- [RECORDS SHOWN]:

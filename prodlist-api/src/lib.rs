//! # ProdList API Server Library
//!
//! HTTP surface of ProdList: user accounts with favorite products, proxied
//! from an external catalog.
//!
//! ## Modules
//!
//! - `app`: Application state and router builder
//! - `config`: Configuration from the environment
//! - `error`: Error type and HTTP response mapping
//! - `extract`: Extractors turning bad input into 422 responses
//! - `middleware`: Response security headers
//! - `routes`: Route handlers

pub mod app;
pub mod config;
pub mod error;
pub mod extract;
pub mod middleware;
pub mod routes;
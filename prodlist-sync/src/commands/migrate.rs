//! `migrate`: create the database when missing and apply migrations.

use prodlist_shared::db::migrations::{ensure_database_exists, run_migrations};
use prodlist_shared::db::pool::close_pool;

pub async fn run(database_url: &str) -> anyhow::Result<()> {
    ensure_database_exists(database_url).await?;

    let pool = super::connect(database_url).await?;

    tracing::info!("Running migrations...");
    let result = run_migrations(&pool).await;
    close_pool(pool).await;
    result?;

    tracing::info!("Migrations complete");
    Ok(())
}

- [ABOUT THIS EXERCISE]: The listing above needs to be retyped. Reproduce every line exactly.

- [REPLY]:
filename prodlist-api/src/lib.rs
//! # ProdList API Server Library
//!
//! HTTP surface of ProdList: user accounts with favorite products, proxied
//! from an external catalog.
//!
//! ## Modules
//!
//! - `app`: Application state and router builder
//! - `config`: Configuration from the environment
//! - `error`: Error type and HTTP response mapping
//! - `extract`: Extractors turning bad input into 422 responses
//! - `middleware`: Response security headers
//! - `routes`: Route handlers

pub mod app;
pub mod config;
pub mod error;
pub mod extract;
pub mod middleware;
pub mod routes;
filename prodlist-sync/src/commands/migrate.rs
//! `migrate`: create the database when missing and apply migrations.

use prodlist_shared::db::migrations::{ensure_database_exists, run_migrations};
use prodlist_shared::db::pool::close_pool;

pub async fn run(database_url: &str) -> anyhow::Result<()> {
    ensure_database_exists(database_url).await?;

    let pool = super::connect(database_url).await?;

    tracing::info!("Running migrations...");
    let result = run_migrations(&pool).await;
    close_pool(pool).await;
    result?;

    tracing::info!("Migrations complete");
    Ok(())
}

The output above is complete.